Transform Dataset

Often datasets need to be modified during preparation for model training and experimenting. In trivial cases it can be done manually - e.g. image renaming or label renaming. However, in more complex cases even simple modifications can require too much efforts, distracting the user from the real work. Datumaro provides the datum transform command to help in such cases.

This command allows to modify dataset images or annotations all at once.

This command is designed for batch dataset processing, so if you only need to modify few elements of a dataset, you might want to use other approaches for better performance. A possible solution can be a simple script, which uses Datumaro API.

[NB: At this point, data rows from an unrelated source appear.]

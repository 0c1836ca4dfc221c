//! Testing utilities for CTS workspace
//!
//! Synthetic catalogs, proptest strategies, and a small reader that splits a
//! generated script back into runs for assertions.

#![allow(missing_docs)]

use cts_catalog::{Policy, PolicyCatalog};
use cts_script::{ScriptConfig, SCHEDULE_SELECTOR_VARIABLE};
use proptest::prelude::*;
use std::path::Path;

pub fn policy(long_name: &str, group: &str, settings: &[f64]) -> Policy {
    Policy::new(long_name, format!("{long_name} label"), group)
        .with_settings(settings.to_vec())
        .with_enabled(true)
}

/// P1 (group A, [0, 1]) and P2 (group B, [0, 5])
pub fn two_group_catalog() -> PolicyCatalog {
    PolicyCatalog::new()
        .with_policy(policy("P1", "A", &[0.0, 1.0]))
        .with_policy(policy("P2", "B", &[0.0, 5.0]))
}

/// Enabled policies from `(long_name, group)` pairs, all at level 1
pub fn catalog_with_groups(entries: &[(&str, &str)]) -> PolicyCatalog {
    entries
        .iter()
        .map(|(name, group)| policy(name, group, &[0.0, 1.0]))
        .collect()
}

pub fn all_disabled_catalog() -> PolicyCatalog {
    let mut catalog = two_group_catalog();
    catalog.disable_all();
    catalog
}

/// Default config writing into `dir`
pub fn config_in(dir: &Path) -> ScriptConfig {
    ScriptConfig::new().with_output_script(dir.join("GeneratedContributionTestScript.cmd"))
}

pub fn arb_catalog() -> impl Strategy<Value = PolicyCatalog> {
    let entry = (
        any::<bool>(),
        0u8..40,
        prop_oneof![Just("A"), Just("B"), Just("C"), Just("D")],
        1u32..100,
    )
        .prop_map(|(enabled, id, group, level)| {
            policy(&format!("Lever {id}"), group, &[0.0, f64::from(level) / 10.0])
                .with_enabled(enabled)
        });
    prop::collection::vec(entry, 1..25).prop_map(|v| v.into_iter().collect())
}

/// A run block read back from script text
#[derive(Debug, Clone, PartialEq)]
pub struct ParsedRun {
    pub setvals: Vec<(String, String)>,
    pub schedule: Option<String>,
    pub accumulate: bool,
    pub group: String,
    pub policies: String,
}

impl ParsedRun {
    pub fn variables(&self) -> Vec<&str> {
        self.setvals.iter().map(|(k, _)| k.as_str()).collect()
    }
}

/// Split script text into runs, ignoring the preamble
pub fn parse_runs(script: &str) -> Vec<ParsedRun> {
    let mut runs = Vec::new();
    let mut setvals = Vec::new();
    let mut schedule = None;

    for line in script.lines() {
        if let Some(rest) = line.strip_prefix("SIMULATE>SETVAL|") {
            let (name, value) = rest.rsplit_once('=').expect("SETVAL without '='");
            if name == SCHEDULE_SELECTOR_VARIABLE {
                schedule = Some(value.to_string());
            } else {
                setvals.push((name.to_string(), value.to_string()));
            }
        } else if let Some(rest) = line.strip_prefix("MENU>VDF2TAB|") {
            let (fields, annotation) = rest.split_once(':').expect("VDF2TAB without ':'");
            let accumulate = fields.split('|').nth(3) == Some("+!");
            let mut pairs = annotation.split('\t').filter(|s| !s.is_empty());
            let group = pairs.next().and_then(|p| p.split_once('=')).map(|(_, v)| v).unwrap_or_default();
            let policies = pairs.next().and_then(|p| p.split_once('=')).map(|(_, v)| v).unwrap_or_default();
            runs.push(ParsedRun {
                setvals: std::mem::take(&mut setvals),
                schedule: schedule.take(),
                accumulate,
                group: group.to_string(),
                policies: policies.to_string(),
            });
        }
    }
    runs
}
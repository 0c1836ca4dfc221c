//! CTS Policy Catalog
//!
//! Static policy data and the selection filter that feeds contribution sweeps.
//!
//! # Core Concepts
//!
//! - [`Policy`]: one tunable model lever with candidate levels and a group
//! - [`PolicyCatalog`]: ordered policy table, loaded from TOML or built in
//! - [`SettingSelector`]: which candidate level counts as "on"
//! - [`Selection`]: enabled policies plus their groups in first-occurrence order
//!
//! # Example
//!
//! ```
//! use cts_catalog::{PolicyCatalog, SettingSelector};
//!
//! let mut catalog = PolicyCatalog::builtin().unwrap();
//! catalog.enable_group("EV Sales Mandate");
//!
//! let selection = catalog.select(SettingSelector::default()).unwrap();
//! assert_eq!(selection.groups().len(), 1);
//! ```

#![warn(missing_docs)]
#![warn(unreachable_pub)]

mod catalog;
pub mod error;
mod policy;
mod selection;

pub use catalog::PolicyCatalog;
pub use error::{CatalogError, NO_POLICIES_MESSAGE};
pub use policy::{Policy, SettingSelector};
pub use selection::{Group, SelectedPolicy, Selection};

/// Version of this crate
pub const VERSION: &str = env!("CARGO_PKG_VERSION");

The command can be applied to a dataset or a project build target, a stage or the combined project target, in which case all the project targets will be affected. A build tree stage will be recorded if --stage is enabled, and the resulting dataset(-s) will be saved if --apply is enabled.

By default, datasets are updated in-place. The -o/--output-dir option can be used to specify another output directory. When updating in-place, use the --overwrite parameter (in-place updates fail by default to prevent data loss), unless a project target is modified.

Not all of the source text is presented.